» Extracted entries

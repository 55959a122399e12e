//! Request envelope parsing.
//!
//! A gateway hands each invocation a [`RequestEnvelope`] whose `body` may
//! arrive in two shapes: already decoded into a JSON object, or as a string
//! holding a JSON document (proxy integration). [`RawBody`] models those
//! shapes explicitly and [`parse_envelope`] resolves them into a single
//! [`ParsedRequest`] so that later pipeline stages see one type only.

use serde::{Deserialize, Serialize};
use serde_json::{Map, Value};

use crate::error::{HandlerError, HandlerResult};

/// Body text assumed when the envelope carries no body at all.
const EMPTY_BODY: &str = "{}";

/// The envelope a gateway passes to a handler.
#[derive(Debug, Clone, Default, PartialEq, Serialize, Deserialize)]
pub struct RequestEnvelope {
    /// The request body, in whatever shape the gateway produced.
    #[serde(default)]
    pub body: Option<Value>,
    /// Remaining gateway attributes (path, headers, request context...).
    #[serde(flatten)]
    pub attributes: Map<String, Value>,
}

impl RequestEnvelope {
    /// Envelope whose body is a JSON-encoded string.
    #[must_use]
    pub fn from_text(body: impl Into<String>) -> Self {
        Self {
            body: Some(Value::String(body.into())),
            attributes: Map::new(),
        }
    }

    /// Envelope whose body is an already-decoded JSON value.
    #[must_use]
    pub fn from_value(body: Value) -> Self {
        Self {
            body: Some(body),
            attributes: Map::new(),
        }
    }

    /// Resolve the body into its tagged shape.
    #[must_use]
    pub fn raw_body(&self) -> RawBody<'_> {
        RawBody::from(self.body.as_ref())
    }
}

/// The shapes an envelope body can take.
#[derive(Debug, Clone, Copy, PartialEq)]
pub enum RawBody<'a> {
    /// No body, or an explicit JSON `null`.
    Absent,
    /// Already a JSON object.
    Structured(&'a Map<String, Value>),
    /// A string expected to contain a JSON document.
    Text(&'a str),
    /// Any other JSON value (number, array, boolean).
    Other(&'a Value),
}

impl<'a> From<Option<&'a Value>> for RawBody<'a> {
    fn from(value: Option<&'a Value>) -> Self {
        match value {
            None | Some(Value::Null) => Self::Absent,
            Some(Value::Object(map)) => Self::Structured(map),
            Some(Value::String(text)) => Self::Text(text),
            Some(other) => Self::Other(other),
        }
    }
}

/// A request body normalized into a JSON object.
#[derive(Debug, Clone, Default, PartialEq)]
pub struct ParsedRequest(Map<String, Value>);

impl ParsedRequest {
    /// Wrap an already-decoded JSON object.
    #[must_use]
    pub fn new(fields: Map<String, Value>) -> Self {
        Self(fields)
    }

    /// Look up a field by name.
    #[must_use]
    pub fn get(&self, field: &str) -> Option<&Value> {
        self.0.get(field)
    }

    /// Number of fields in the request.
    #[must_use]
    pub fn len(&self) -> usize {
        self.0.len()
    }

    /// Whether the request has no fields.
    #[must_use]
    pub fn is_empty(&self) -> bool {
        self.0.is_empty()
    }
}

/// Normalize an envelope into a [`ParsedRequest`].
///
/// # Errors
///
/// Returns [`HandlerError::InvalidPayload`] when the body text is not valid
/// JSON, or when the body does not describe a JSON object.
///
/// # Examples
///
/// ```
/// use bucketgate_core::envelope::{RequestEnvelope, parse_envelope};
///
/// let envelope = RequestEnvelope::from_text(r#"{"bucket": "my-bucket"}"#);
/// let request = parse_envelope(&envelope).unwrap();
/// assert_eq!(request.get("bucket").and_then(|v| v.as_str()), Some("my-bucket"));
/// ```
pub fn parse_envelope(envelope: &RequestEnvelope) -> HandlerResult<ParsedRequest> {
    match envelope.raw_body() {
        RawBody::Structured(map) => Ok(ParsedRequest::new(map.clone())),
        RawBody::Absent => parse_text(EMPTY_BODY),
        RawBody::Text(text) => parse_text(text),
        RawBody::Other(value) => Err(HandlerError::InvalidPayload(format!(
            "expected a JSON object or a JSON-encoded string, got {}",
            json_type_name(value)
        ))),
    }
}

fn parse_text(text: &str) -> HandlerResult<ParsedRequest> {
    match serde_json::from_str::<Value>(text) {
        Ok(Value::Object(map)) => Ok(ParsedRequest::new(map)),
        Ok(other) => Err(HandlerError::InvalidPayload(format!(
            "expected a JSON object, got {}",
            json_type_name(&other)
        ))),
        Err(e) => Err(HandlerError::InvalidPayload(e.to_string())),
    }
}

fn json_type_name(value: &Value) -> &'static str {
    match value {
        Value::Null => "null",
        Value::Bool(_) => "a boolean",
        Value::Number(_) => "a number",
        Value::String(_) => "a string",
        Value::Array(_) => "an array",
        Value::Object(_) => "an object",
    }
}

» What is required
Select and copy each line from the data that includes the word "HandlerError".

» Result of the exercise
use crate::error::{HandlerError, HandlerResult};
/// Returns [`HandlerError::InvalidPayload`] when the body text is not valid
        RawBody::Other(value) => Err(HandlerError::InvalidPayload(format!(
        Ok(other) => Err(HandlerError::InvalidPayload(format!(
        Err(e) => Err(HandlerError::InvalidPayload(e.to_string())),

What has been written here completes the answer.